Please note Use of geocaching.com services is subject to the terms and conditions
in our disclaimer.
This winter friendly cache is placed NEAR the site of the Sebena air crash. Although you can drive to within 10 miles of this cache, it is a very difficult cache to get to,it will require the use of an ATV (or skidoo in winter). The last mile you will have to hike.
On 18 September 1946 the Belgian Sabena Airways four engine DC-4 aircraft OO-CBG with forty-four persons on board crossed the Atlantic and was scheduled to land to refuel at Gander Airport in Northeast Newfoundland. Air Traffic Control lost contact with the airliner. After determining it had not landed elsewhere, ATC declared an emergency and contacted the Coast Guard Air Detachment Operations Center for assistance.
The Coast Guard Air Detachment, Argentia, launched PB-1G (B-17G) 77247 and PBY 5As 34008 and 48314 to begin a wide area search. PB-1G 77247, under command of LT(jg) Charles E. MacDowell, searched an area at sea where reports had been received of a possible crash. PBY-5A 34008, under command of LCDR James N. Schrader, and 48314, commanded by LCDR Larry L. Davis, searched inland, centering on Gander Airport.
An inbound TWA flight located the possible crash site about 60 miles from Gander and remained overhead until PBY-5A 48314 reached the scene and confirmed it was Sabena OO-CBG, and that indeed there were survivors. The area was heavily wooded and the ground proved to be a very large bog. As the aircraft could not land at the crash site, emergency aid supplies were dropped by parachute to the survivors. Plans were formulated to rescue the survivors. A PBY-5A, with a US Army Medical Team under the command of Captain Samuel P. Martin from Ft. McAndrew at Argentia, was landed at Wolf Lake, about five miles from the crash site. With experienced woodsman from Gander Airport personnel, Dr Martin and the medical team began the hazardous trip down a river from the lake to an area near the crash site. Dr. Martin?s team then made their way by foot through the boggy area to the DC-4 and the survivors.

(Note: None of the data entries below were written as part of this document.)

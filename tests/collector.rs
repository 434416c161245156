use std::cell::Cell as Counter;

use cinder::heap::{Custom, Payload};
use cinder::types::TypeDescriptor;
use cinder::{Runtime, RuntimeConfig, TypeId};

thread_local! {
    static DELETED: Counter<usize> = Counter::new(0);
}

fn deleted() -> usize {
    DELETED.with(|d| d.get())
}

fn reset_deleted() {
    DELETED.with(|d| d.set(0));
}

fn count_delete(payload: &mut Payload) {
    if let Payload::Custom(custom) = payload {
        custom.refs.clear();
    }
    DELETED.with(|d| d.set(d.get() + 1));
}

fn tracked_type(rt: &mut Runtime) -> TypeId {
    rt.register_type(TypeDescriptor {
        delete: Some(count_delete),
        ..TypeDescriptor::opaque::<Custom>("Tracked")
    })
}

fn word(rt: &Runtime, id: cinder::ObjId) -> u64 {
    match rt.payload(id) {
        Payload::Custom(custom) => custom.word,
        other => panic!("not a custom payload: {:?}", other),
    }
}

#[test]
fn unreachable_objects_are_deleted_exactly_once() {
    reset_deleted();
    let mut rt = Runtime::new();
    let tracked = tracked_type(&mut rt);

    let mut on_stack = Vec::new();
    let mut bound = Vec::new();
    let mut garbage = Vec::new();
    for i in 0..10u64 {
        let id = rt
            .make_custom(tracked, Custom { refs: Vec::new(), word: i })
            .unwrap();
        match i % 3 {
            0 => {
                rt.push(Some(id)).unwrap();
                on_stack.push(id);
            }
            1 => {
                rt.environment().bind(&format!("obj{}", i), Some(id));
                bound.push(id);
            }
            _ => garbage.push(id),
        }
    }

    let report = rt.collect();
    assert_eq!(report.freed, garbage.len());
    assert_eq!(deleted(), garbage.len());
    for &id in on_stack.iter().chain(&bound) {
        assert!(rt.is_live(id));
    }
    assert_eq!(word(&rt, on_stack[1]), 3);
    assert_eq!(word(&rt, bound[0]), 1);

    // Survivors had their marks cleared, so a second cycle frees nothing.
    assert_eq!(rt.collect().freed, 0);
    assert_eq!(deleted(), garbage.len());

    drop(rt);
    assert_eq!(deleted(), 10);
}

#[test]
fn custom_references_are_traced() {
    reset_deleted();
    let mut rt = Runtime::new();
    let tracked = tracked_type(&mut rt);

    let child = rt.make_custom(tracked, Custom::default()).unwrap();
    rt.push(Some(child)).unwrap();
    let holder = rt
        .make_custom(tracked, Custom { refs: vec![child], word: 42 })
        .unwrap();
    rt.pop().unwrap();
    rt.global().bind("holder", Some(holder));

    rt.collect();
    assert!(rt.is_live(child));
    assert!(rt.is_live(holder));
    assert_eq!(deleted(), 0);

    rt.global().unbind("holder");
    rt.collect();
    assert!(!rt.is_live(holder));
    assert!(!rt.is_live(child));
    assert_eq!(deleted(), 2);
}

#[test]
fn closures_keep_their_captured_scope_alive() {
    let mut rt = Runtime::new();
    rt.eval_str("(define make (lambda (items) (lambda () items)))")
        .unwrap();
    rt.eval_str("(define keep (make (list 1 2)))").unwrap();
    rt.collect();
    rt.collect();
    let value = rt.eval_str("(keep)").unwrap();
    assert_eq!(rt.print_to_string(value).unwrap(), "(1.000000 2.000000)");
}

#[test]
fn threshold_triggers_collection_during_evaluation() {
    let mut rt = Runtime::with_config(RuntimeConfig {
        gc_threshold: 4096,
        ..RuntimeConfig::default()
    });
    rt.eval_str("(define keep (list 7 8 9))").unwrap();
    for _ in 0..500 {
        let value = rt.eval_str("(list 1 (+ 1 1) 3)").unwrap();
        assert_eq!(
            rt.print_to_string(value).unwrap(),
            "(1.000000 2.000000 3.000000)"
        );
    }
    assert!(rt.gc_stats().auto_triggers > 0);
    assert!(rt.gc_stats().total_freed > 0);
    let kept = rt.eval_str("keep").unwrap();
    assert_eq!(
        rt.print_to_string(kept).unwrap(),
        "(7.000000 8.000000 9.000000)"
    );
}

#[test]
fn recursion_survives_collections() {
    let mut rt = Runtime::with_config(RuntimeConfig {
        gc_threshold: 2048,
        ..RuntimeConfig::default()
    });
    rt.eval_str(
        "(define build (lambda (n acc) (if (= n 0) acc (build (- n 1) (cons n acc)))))",
    )
    .unwrap();
    let value = rt.eval_str("(build 60 ())").unwrap();
    let items = rt.list_items(value).unwrap();
    assert_eq!(items.len(), 60);
    assert_eq!(rt.number(items[0]).unwrap(), 1.0);
    assert_eq!(rt.number(items[59]).unwrap(), 60.0);
    assert!(rt.gc_stats().collections > 0);
}

#[test]
fn threshold_grows_when_everything_is_live() {
    let mut rt = Runtime::with_config(RuntimeConfig {
        gc_threshold: 256,
        ..RuntimeConfig::default()
    });
    for i in 0..100 {
        let n = rt.make_number(i as f64).unwrap();
        rt.push(Some(n)).unwrap();
    }
    assert!(rt.ctx().threshold > 256);
    assert!(rt.ctx().bytes_allocated < rt.ctx().threshold);
    assert_eq!(rt.depth(), 100);
}

#[test]
fn roots_of_every_context_are_honored() {
    let mut rt = Runtime::new();
    let main = rt.active_context();
    let other = rt.create_context();

    rt.switch_context(other);
    let theirs = rt.make_number(1.0).unwrap();
    rt.push(Some(theirs)).unwrap();
    let dropped = rt.make_number(2.0).unwrap();

    rt.switch_context(main);
    rt.collect();
    assert!(rt.is_live(theirs));
    assert!(!rt.is_live(dropped));
}

#[test]
fn heap_limit_collects_before_giving_up() {
    let mut rt = Runtime::with_config(RuntimeConfig {
        heap_limit: Some(4096),
        ..RuntimeConfig::default()
    });
    for i in 0..1000 {
        rt.make_number(i as f64).unwrap();
    }
    assert!(rt.gc_stats().collections > 0);
    assert!(rt.bytes_in_use() <= 4096);
}

#[test]
fn bindings_of_an_inactive_context_are_roots() {
    let mut rt = Runtime::new();
    let main = rt.active_context();
    let other = rt.create_context();

    rt.switch_context(other);
    rt.eval_str("(define kept (list 4 5))").unwrap();
    let kept = rt.environment().lookup("kept").unwrap().unwrap();
    assert_eq!(rt.global().lookup("kept"), None);

    rt.switch_context(main);
    for i in 0..50 {
        rt.make_number(i as f64).unwrap();
    }
    let report = rt.collect();
    assert!(report.freed >= 50);
    assert!(rt.is_live(kept));

    rt.switch_context(other);
    let value = rt.eval_str("kept").unwrap();
    assert_eq!(value, Some(kept));
    assert_eq!(
        rt.print_to_string(value).unwrap(),
        "(4.000000 5.000000)"
    );
}
use rand::Rng;

use crate::error::{ErrorKind, RtResult};
use crate::heap::{Closure, Code};
use crate::runtime::Runtime;
use crate::types::{ty, NativeFn};
use crate::value::Value;

/// Native operations bound in the global scope of every runtime.
///
/// Each one finds its unevaluated argument list on top of the stack and
/// leaves exactly one result in its place. Special forms (`quote`, `define`,
/// `set`, `unbind`, `lambda`, `if`, `do`, `try`) look at the raw arguments;
/// everything else evaluates them first.
const NATIVES: &[(&str, NativeFn)] = &[
    ("quote", quote),
    ("define", define),
    ("set", set),
    ("unbind", unbind),
    ("lambda", lambda),
    ("if", if_form),
    ("do", do_form),
    ("list", list),
    ("cons", cons),
    ("head", head),
    ("tail", tail),
    ("empty?", is_empty),
    ("+", add),
    ("-", sub),
    ("*", mul),
    ("/", div),
    ("=", equal),
    ("<", less),
    (">", greater),
    ("not", not),
    ("error", error),
    ("try", try_form),
    ("on-unwind", on_unwind),
    ("collect", collect),
    ("type-of", type_of),
    ("coin", coin),
    ("random", random),
];

pub fn install(rt: &mut Runtime) {
    for &(name, native) in NATIVES {
        rt.define_native(name, native);
    }
}

// ============================================================================
// Special forms
// ============================================================================

/// (quote x)
fn quote(rt: &mut Runtime) -> RtResult<()> {
    let args = rt.arguments()?;
    rt.expect_arity(args.len(), 1)?;
    rt.finish(0, args[0])
}

/// (define name expr): bind in the current scope. Returns the previous value.
fn define(rt: &mut Runtime) -> RtResult<()> {
    let args = rt.arguments()?;
    rt.expect_arity(args.len(), 2)?;
    let name = rt.symbol_name(args[0])?;
    let value = rt.eval(args[1])?;
    let previous = rt.environment().bind(&name, value);
    rt.finish(0, previous.flatten())
}

/// (set name expr): rebind where the name is found along the scope chain.
fn set(rt: &mut Runtime) -> RtResult<()> {
    let args = rt.arguments()?;
    rt.expect_arity(args.len(), 2)?;
    let name = rt.symbol_name(args[0])?;
    let value = rt.eval(args[1])?;
    match rt.environment().assign(&name, value) {
        Some(previous) => rt.finish(0, previous),
        None => rt.raise(ErrorKind::UnboundSymbol(name)),
    }
}

/// (unbind name): drop a binding from the current scope.
fn unbind(rt: &mut Runtime) -> RtResult<()> {
    let args = rt.arguments()?;
    rt.expect_arity(args.len(), 1)?;
    let name = rt.symbol_name(args[0])?;
    let previous = rt.environment().unbind(&name);
    rt.finish(0, previous.flatten())
}

/// (lambda (params...) body...)
fn lambda(rt: &mut Runtime) -> RtResult<()> {
    let args = rt.peek(0)?;
    let cell = rt.cell(args)?;
    if cell.is_empty() {
        return rt.raise(ErrorKind::Arity {
            expected: 1,
            got: 0,
        });
    }

    let mut params = Vec::new();
    for param in rt.list_items(cell.value)? {
        params.push(rt.symbol_name(param)?);
    }
    let body = match cell.next {
        Some(body) => body,
        None => rt.empty_list(),
    };
    let closure = Closure {
        params,
        body,
        env: rt.environment(),
    };
    let function = rt.make_function("lambda", Code::User(closure))?;
    rt.finish(0, Some(function))
}
use crate::error::{ErrorKind, RtResult};
use crate::runtime::Runtime;
use crate::stream::ByteStream;
use crate::value::ObjId;

/// Space, newline, carriage return, tab, vertical tab, backspace, form feed.
fn is_whitespace(byte: u8) -> bool {
    matches!(byte, b' ' | b'\n' | b'\r' | b'\t' | 0x0B | 0x08 | 0x0C)
}

fn is_delimiter(byte: u8) -> bool {
    matches!(byte, b'(' | b')' | b'[' | b']' | b'{' | b'}')
}

/// Splits a byte stream into tokens: each bracket is a token of its own,
/// any other run of non-whitespace bytes is one token.
pub struct Tokenizer<S> {
    stream: S,
    /// A delimiter that ended the previous token and is emitted next.
    pending: Option<u8>,
}

impl<S: ByteStream> Tokenizer<S> {
    pub fn new(stream: S) -> Self {
        Tokenizer {
            stream,
            pending: None,
        }
    }

    pub fn next_token(&mut self) -> Option<String> {
        if let Some(delimiter) = self.pending.take() {
            return Some((delimiter as char).to_string());
        }

        let mut token = Vec::new();
        while !self.stream.at_end() {
            let Some(byte) = self.stream.next_byte() else {
                break;
            };
            if is_whitespace(byte) {
                if token.is_empty() {
                    continue;
                }
                break;
            }
            if is_delimiter(byte) {
                if token.is_empty() {
                    return Some((byte as char).to_string());
                }
                self.pending = Some(byte);
                break;
            }
            token.push(byte);
        }

        if token.is_empty() {
            None
        } else {
            Some(String::from_utf8_lossy(&token).into_owned())
        }
    }
}

/// Builds objects from tokens.
pub struct Reader<S> {
    tokens: Tokenizer<S>,
    /// Lists opened and not yet closed by the form being read.
    open: usize,
}

impl<S: ByteStream> Reader<S> {
    pub fn new(stream: S) -> Self {
        Reader {
            tokens: Tokenizer::new(stream),
            open: 0,
        }
    }

    /// Read one form. Returns None at end of input. The returned object is
    /// not rooted; push it before allocating again.
    ///
    /// When reading fails inside a list, the rest of that form is skipped so
    /// the next read starts at the following top-level form.
    pub fn read(&mut self, rt: &mut Runtime) -> RtResult<Option<ObjId>> {
        let token = match self.tokens.next_token() {
            Some(token) => token,
            None => return Ok(None),
        };
        let result = self.parse(rt, &token);
        if result.is_err() {
            self.skip_open_lists();
        }
        self.open = 0;
        result.map(Some)
    }

    fn skip_open_lists(&mut self) {
        while self.open > 0 {
            match self.tokens.next_token().as_deref() {
                Some("(") => self.open += 1,
                Some(")") => self.open -= 1,
                Some(_) => {}
                None => break,
            }
        }
    }

    fn parse(&mut self, rt: &mut Runtime, token: &str) -> RtResult<ObjId> {
        if token == "(" {
            self.open += 1;
            return rt.nested(|rt| self.read_list(rt));
        }
        match token.parse::<f64>() {
            Ok(value) => rt.make_number(value),
            Err(_) => rt.make_symbol(token),
        }
    }

    /// Elements are pushed as they are read and become a list at `)`.
    fn read_list(&mut self, rt: &mut Runtime) -> RtResult<ObjId> {
        let mut count = 0;
        loop {
            let token = match self.tokens.next_token() {
                Some(token) => token,
                None => return rt.raise(ErrorKind::UnexpectedEof),
            };
            if token == ")" {
                self.open -= 1;
                break;
            }
            let element = self.parse(rt, &token)?;
            rt.push(Some(element))?;
            count += 1;
        }
        if count == 0 {
            return Ok(rt.empty_list());
        }
        rt.list_from_stack(count)
    }
}
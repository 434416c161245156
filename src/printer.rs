use crate::error::RtResult;
use crate::heap::{Code, Payload};
use crate::runtime::Runtime;
use crate::value::Value;

impl Runtime {
    /// Print a value to a string. Nil prints as `nil`.
    pub fn print_to_string(&mut self, value: Value) -> RtResult<String> {
        let mut out = String::new();
        self.push(value)?;
        print_top(self, &mut out)?;
        Ok(out)
    }
}

/// Pop the top of the stack and append its text, dispatching on its type's
/// print operation. Types without one print as `#<Name>`.
pub fn print_top(rt: &mut Runtime, out: &mut String) -> RtResult<()> {
    rt.nested(|rt| print_value(rt, out))
}

fn print_value(rt: &mut Runtime, out: &mut String) -> RtResult<()> {
    let Some(id) = rt.peek(0)? else {
        rt.pop()?;
        out.push_str("nil");
        return Ok(());
    };
    match rt.descriptor(rt.type_of(id)).print {
        Some(print) => print(rt, out),
        None => {
            rt.pop()?;
            out.push_str(&format!("#<{}>", rt.type_name(id)));
            Ok(())
        }
    }
}

pub fn print_symbol(rt: &mut Runtime, out: &mut String) -> RtResult<()> {
    let id = rt.pop_object()?;
    let name = rt.symbol_name(Some(id))?;
    out.push_str(&name);
    Ok(())
}

/// Six fractional digits, always.
pub fn print_number(rt: &mut Runtime, out: &mut String) -> RtResult<()> {
    let id = rt.pop_object()?;
    let value = rt.number(Some(id))?;
    out.push_str(&format!("{:.6}", value));
    Ok(())
}

pub fn print_list(rt: &mut Runtime, out: &mut String) -> RtResult<()> {
    // The list stays on the stack while its elements are printed.
    let list = rt.peek(0)?;
    let items = rt.list_items(list)?;
    out.push('(');
    for (i, item) in items.into_iter().enumerate() {
        if i > 0 {
            out.push(' ');
        }
        rt.push(item)?;
        print_top(rt, out)?;
    }
    out.push(')');
    rt.pop()?;
    Ok(())
}

pub fn print_function(rt: &mut Runtime, out: &mut String) -> RtResult<()> {
    let id = rt.pop_object()?;
    match rt.payload(id) {
        Payload::Function(f) => match &f.code {
            Code::Native(_) => out.push_str(&format!("#<builtin {}>", f.name)),
            Code::User(closure) => {
                out.push_str(&format!("#<function ({})>", closure.params.join(" ")))
            }
        },
        _ => out.push_str("#<Function>"),
    }
    Ok(())
}

pub fn print_error(rt: &mut Runtime, out: &mut String) -> RtResult<()> {
    let id = rt.pop_object()?;
    out.push_str(&format!("#<Error {}>", rt.error_message(id)));
    Ok(())
}

#[cfg(test)]
mod tests {
    use super::*;
    use crate::heap::Custom;
    use crate::types::TypeDescriptor;

    fn show(source: &str) -> String {
        let mut rt = Runtime::new();
        let value = rt.eval_str(&format!("(quote {})", source)).unwrap();
        rt.print_to_string(value).unwrap()
    }

    #[test]
    fn numbers_print_with_six_decimals() {
        assert_eq!(show("3.5"), "3.500000");
        assert_eq!(show("-2"), "-2.000000");
        assert_eq!(show("1e3"), "1000.000000");
    }

    #[test]
    fn symbols_print_their_name() {
        assert_eq!(show("foo"), "foo");
        assert_eq!(show("3.5.1"), "3.5.1");
    }

    #[test]
    fn lists() {
        assert_eq!(show("()"), "()");
        assert_eq!(show("(1 2 3)"), "(1.000000 2.000000 3.000000)");
        assert_eq!(show("(a (b ()) c)"), "(a (b ()) c)");
    }

    #[test]
    fn nil_and_functions() {
        let mut rt = Runtime::new();
        assert_eq!(rt.print_to_string(None).unwrap(), "nil");
        let plus = rt.eval_str("+").unwrap();
        assert_eq!(rt.print_to_string(plus).unwrap(), "#<builtin +>");
        let f = rt.eval_str("(lambda (a b) a)").unwrap();
        assert_eq!(rt.print_to_string(f).unwrap(), "#<function (a b)>");
        assert_eq!(rt.depth(), 0);
    }

    #[test]
    fn deep_lists_stop_at_max_depth() {
        let mut rt = Runtime::with_config(crate::config::RuntimeConfig {
            max_depth: 100,
            ..Default::default()
        });
        let mut list = rt.empty_list();
        rt.push(Some(list)).unwrap();
        for _ in 0..200 {
            list = rt.make_cell(Some(list), rt.empty_list()).unwrap();
            rt.replace_top(Some(list));
        }
        assert!(rt.print_to_string(Some(list)).is_err());
        assert_eq!(rt.recover(), "Error: Stack overflow");
        assert_eq!(rt.nesting(), 0);
    }

    #[test]
    fn types_without_print_use_their_name() {
        let mut rt = Runtime::new();
        let id = rt.register_type(TypeDescriptor::opaque::<Custom>("Widget"));
        let w = rt.make_custom(id, Custom::default()).unwrap();
        assert_eq!(rt.print_to_string(Some(w)).unwrap(), "#<Widget>");
    }
}
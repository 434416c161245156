use std::io::{self, Write};

use log::debug;
use thiserror::Error;

use crate::error::{Fault, RtResult};
use crate::reader::Reader;
use crate::runtime::Runtime;
use crate::stream::ByteStream;

/// Why a run stopped before the end of its input.
#[derive(Debug, Error)]
pub enum RunError {
    #[error("I/O error: {0}")]
    Io(#[from] io::Error),

    #[error("Fatal: {0}")]
    Fatal(String),
}

#[derive(Debug, Clone, Copy, Default, PartialEq, Eq)]
pub struct RunSummary {
    pub printed: usize,
    pub errors: usize,
}

/// Read, evaluate and print every form in `stream`. Results go to `out`, one
/// per line, and errors to `diag` as `Error: <message>`; a failing form does
/// not stop the run. Only a fatal fault or an I/O error does.
pub fn run<S, W, E>(
    rt: &mut Runtime,
    stream: S,
    out: &mut W,
    diag: &mut E,
) -> Result<RunSummary, RunError>
where
    S: ByteStream,
    W: Write,
    E: Write,
{
    let mut reader = Reader::new(stream);
    let mut summary = RunSummary::default();
    loop {
        match step(rt, &mut reader) {
            Ok(Some(text)) => {
                writeln!(out, "{}", text)?;
                summary.printed += 1;
            }
            Ok(None) => break,
            Err(Fault::Raised) => {
                writeln!(diag, "{}", rt.recover())?;
                summary.errors += 1;
            }
            Err(Fault::Fatal(message)) => return Err(RunError::Fatal(message)),
        }
    }
    out.flush()?;
    debug!(
        "run finished: {} printed, {} errors, {} collections",
        summary.printed,
        summary.errors,
        rt.gc_stats().collections
    );
    Ok(summary)
}

fn step<S: ByteStream>(rt: &mut Runtime, reader: &mut Reader<S>) -> RtResult<Option<String>> {
    let Some(form) = reader.read(rt)? else {
        return Ok(None);
    };
    let value = rt.eval(Some(form))?;
    rt.print_to_string(value).map(Some)
}
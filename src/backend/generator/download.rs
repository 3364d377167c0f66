//! Streams a generated artifact to a local file.
//!
//! Unlike the cosmetic progress shown while the service is generating, this
//! phase reports real byte progress: the transport knows the content length
//! and how much has arrived.

use std::path::{Path, PathBuf};

use anyhow::{Context, Result, bail};
use futures_util::StreamExt;
use log::{debug, info};
use tokio::fs::File;
use tokio::io::AsyncWriteExt;

use crate::backend::generator::client::GenerateClient;
use crate::backend::generator::models::GenerateOutcome;

/// Byte-level progress of an artifact download.
#[derive(Debug, Clone, Copy, PartialEq, Eq)]
pub struct DownloadProgress {
    pub downloaded: u64,
    pub total: Option<u64>,
}

impl DownloadProgress {
    /// Percentage when the total size is known; `None` for chunked responses
    /// without a content length.
    pub fn percent(&self) -> Option<f32> {
        self.total
            .filter(|t| *t > 0)
            .map(|t| ((self.downloaded as f32 / t as f32) * 100.0).min(100.0))
    }
}

/// Fetches the artifact named by a successful generation and writes it into
/// `dest_dir`, invoking `on_progress` after every received chunk. Returns
/// the path of the written file.
pub async fn download_artifact(
    client: &GenerateClient,
    outcome: &GenerateOutcome,
    dest_dir: &Path,
    mut on_progress: impl FnMut(DownloadProgress),
) -> Result<PathBuf> {
    let url = client.absolute_url(&outcome.download_url);
    let destination = dest_dir.join(outcome.suggested_filename());
    debug!("downloading {url} to {destination:?}");

    tokio::fs::create_dir_all(dest_dir)
        .await
        .with_context(|| format!("creating download directory {dest_dir:?}"))?;

    let response = client
        .http()
        .get(&url)
        .send()
        .await
        .with_context(|| format!("requesting {url}"))?;

    if !response.status().is_success() {
        bail!("download of {url} failed with HTTP {}", response.status());
    }

    let total = response.content_length();
    let mut file = File::create(&destination)
        .await
        .with_context(|| format!("creating {destination:?}"))?;

    let mut stream = response.bytes_stream();
    let mut downloaded = 0u64;

    while let Some(chunk) = stream.next().await {
        let chunk = chunk.context("reading artifact stream")?;
        file.write_all(&chunk)
            .await
            .with_context(|| format!("writing {destination:?}"))?;
        downloaded += chunk.len() as u64;
        on_progress(DownloadProgress { downloaded, total });
    }

    file.flush().await?;
    info!("saved {downloaded} bytes to {destination:?}");

    Ok(destination)
}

Dr. Martin stated that many of the severely injured would not survive the rugged overland up-river trip and that some other way had to be found to extract the survivors and rescuers The Coast Guard decided to use helicopters to carry out survivors. The nearest helicopters were located at the Coast Guard Air Stations, Brooklyn, NY and Elizabeth City, NC. In fact, these were the ONLY helicopters still operating in the USCG at the time.
Helicopters were just out of their infancy in 1946, moving into the kindergarten stage. This would be their first large scale rescue which helped prove the helicopters amazing capabilities. The fabric covered HNS-1 39051 and the metal clad HOS-1 23470 were disassembled. Along with the pilots, maintenance personnel and spare parts, the disassembled helicopters were loaded onto two USAAF C-54 aircraft for the flight to Gander Airport. They were reassembled and tested. This part of the operation took less than forty-eight hours.
Meanwhile, the two PBY-5As dropped more supplies including tents, medical supplies and lumber at both the crash site and Gander Lake. The lumber was used to construct platforms for the tents and for the helicopters to land upon so they would not sink into the bog.
With the helicopters reassembled at Gander Airport and flown to the crash site and Wolf Lake, pilots CDR Frank Erickson, LCDR Stewart Graham, LT Walter Bolton and LT August Kleisch, on repeated flights between the crash site and Gander Lake, rescued the survivors. The eighteen survivors were placed in wire stokes litters attached to the outside of the HNS-1 helicopter and inside the hastily modified HOS-1, then flown one at a time to Wolf Lake where they were further stabilized by the US Army Medics. The survivors were then loaded into life rafts, towed out to the PBY-5A on the lake, taken aboard the amphibian and flown to Gander Airport where they received more detailed medical care. The helicopters and PBY-5As made numerous trips before all eighteen survivors were rescued and flown to Gander Airport.
The rescuers buried the twenty-six fatalities there at the crash site, now officially known as St. Martin in the Woods in honor of Captain Samuel P. Martin, M.D., U.S. Army Medical Corp, who had so tirelessly tended to the injured. A memorial has been erected at the site with plaques listing the survivors and fatalities, and honoring Captain Martin.